Fermented Foods Associated with Lower Social Anxiety


A recent study finds that fermented foods may be associated with lower social anxiety. Fermented foods contain probiotics, which may have a protective effect against social anxiety symptoms.

Have you ever experienced “butterflies” in your stomach or had a “gut feeling”? The enteric nervous system has been referred to as the “second brain”. It comprises of millions of neurons in the gastrointestinal tract, managing many aspects of digestion. These neurons produce neuropeptides and neurotransmitters, such as serotonin and dopamine, which play a significant role in your mood. In fact, more than 90% of the body’s serotonin exists in the gut.

Probiotics, which are live bacteria and yeasts, are thought to help regulate the gut. They help to increase the “good” bacteria and decrease the “bad” bacteria in your digestive system. Lactobacillus and bifidobacterium are just two common types of probiotics.

Researchers at William & Mary conducted a survey and personality assessments among about 700 college students. The questionnaire asked about eating and exercise habits. The main finding was that students who ate more fermented foods experienced less social anxiety symptoms; however, this relationship was modified by a personality trait, neuroticism. Thus, those who scored higher on a neuroticism scale were found to have a stronger relationship between eating fermented foods and reduced social anxiety symptoms. Another finding was that more exercise was associated with reduced social anxiety.

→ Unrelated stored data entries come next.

use std::collections::HashMap;

use glam::{Mat4, UVec2, Vec2, Vec3, Vec4};
use log::{debug, trace};

use crate::math::hash::{combine_hash, make_hash_f32};
use crate::math::{snap_round, FloatRange, EPSILON, LARGE_VALUE};
use crate::renderer::drawable_processor::{DrawableUpdateFlags, GeometryRenderFlags};
use crate::renderer::light_accumulator::{linear_to_srgb, srgb_to_linear};
use crate::renderer::lights::{CookedLightParams, MAX_LIGHT_SPLITS, NUM_LIGHT_MATRICES};
use crate::renderer::shadow_split::{ShadowMapRegion, ShadowSplitProcessor, CUBE_SHADOW_MAP_PADDING};
use crate::scene::{
    CascadeParameters, Camera, DrawableIndex, LightData, LightId, LightType, SpatialQuery, MAX_CASCADE_SPLITS,
};
use crate::settings::LightProcessorCacheSettings;

/// Frames surplus split processors survive after the requested split count drops.
pub const NUM_SPLIT_FRAMES_TO_LIVE: u32 = 600;

/// Frame state shared by all light processors while they update in parallel.
#[derive(Clone, Copy)]
pub struct LightProcessorContext<'a> {
    pub cull_camera: &'a Camera,
    pub scene: &'a dyn SpatialQuery,
    /// Drawables visible in the cull camera.
    pub geometries: &'a [DrawableIndex],
    /// Per-drawable flags and view Z ranges, indexed by drawable index.
    pub geometry_flags: &'a [GeometryRenderFlags],
    pub geometry_z_ranges: &'a [FloatRange],
    pub scene_z_range: FloatRange,
    pub update_flags: &'a DrawableUpdateFlags,
    pub pcf_kernel_size: u32,
    pub normal_offset_scale: f32,
}

/// Shadow policy and shadow atlas access supplied by the owner of the pipeline.
pub trait LightProcessorCallback: Sync {
    fn is_light_shadowed(&self, light: &LightData) -> bool;

    /// Size of one split of the shadow map of `light`.
    fn shadow_map_size(&self, light: &LightData, num_active_splits: usize) -> u32;

    /// Returns an invalid region when the atlas is full.
    fn allocate_transient_shadow_map(&mut self, size: UVec2) -> ShadowMapRegion;
}

/// Grid the splits of one light are laid out in.
pub fn shadow_map_grid(num_splits: usize) -> UVec2 {
    match num_splits {
        0 | 1 => UVec2::new(1, 1),
        2 => UVec2::new(2, 1),
        3..=5 => UVec2::new(2, 2),
        _ => UVec2::new(3, 2),
    }
}

/// View depth ranges of the cascades of a directional light that fall inside `[near, far]`.
pub fn active_cascade_splits(cascade: &CascadeParameters, near: f32, far: f32) -> Vec<FloatRange> {
    let mut splits = Vec::with_capacity(MAX_CASCADE_SPLITS);
    let mut near_split = near;
    for i in 0..cascade.num_splits() {
        if near_split > far {
            break;
        }
        let far_split = far.min(cascade.splits[i]);
        if far_split <= near_split {
            break;
        }
        splits.push(FloatRange::new(near_split, far_split));
        near_split = far_split;
    }
    splits
}

/// Shadow splits, lit geometries and shader parameters of one light.
#[derive(Debug)]
pub struct LightProcessor {
    light: LightData,

    is_shadow_requested: bool,
    splits: Vec<ShadowSplitProcessor>,
    num_active_splits: usize,
    splits_time_to_live: u32,

    camera_inside_light_volume: bool,
    has_lit_geometries: bool,
    has_forward_lit_geometries: bool,
    lit_geometries: Vec<DrawableIndex>,
    shadow_caster_candidates: Vec<DrawableIndex>,
    query_buffer: Vec<DrawableIndex>,

    shadow_map: ShadowMapRegion,
    shadow_map_split_size: u32,
    shadow_map_size: UVec2,

    cooked_params: CookedLightParams,
    forward_lit_hash: u32,
    light_volume_hash: u32,
    shadow_hashes: [u32; MAX_LIGHT_SPLITS],
}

Below is a list of common fermented foods:

  • Yogurt
  • Kefir
  • Miso soup
  • Sauerkraut
  • Pickles
  • Kimchi

More research has to be conducted to further investigate the link between social anxiety and fermented foods; however, it may be worth experimenting with fermented foods if you suffer from social anxiety. Additionally, cognitive behavioral therapy has been shown to be an efficacious treatment for social anxiety. Cognitive behavioral therapy addresses the emotional, behavioral and cognitive aspects of social anxiety.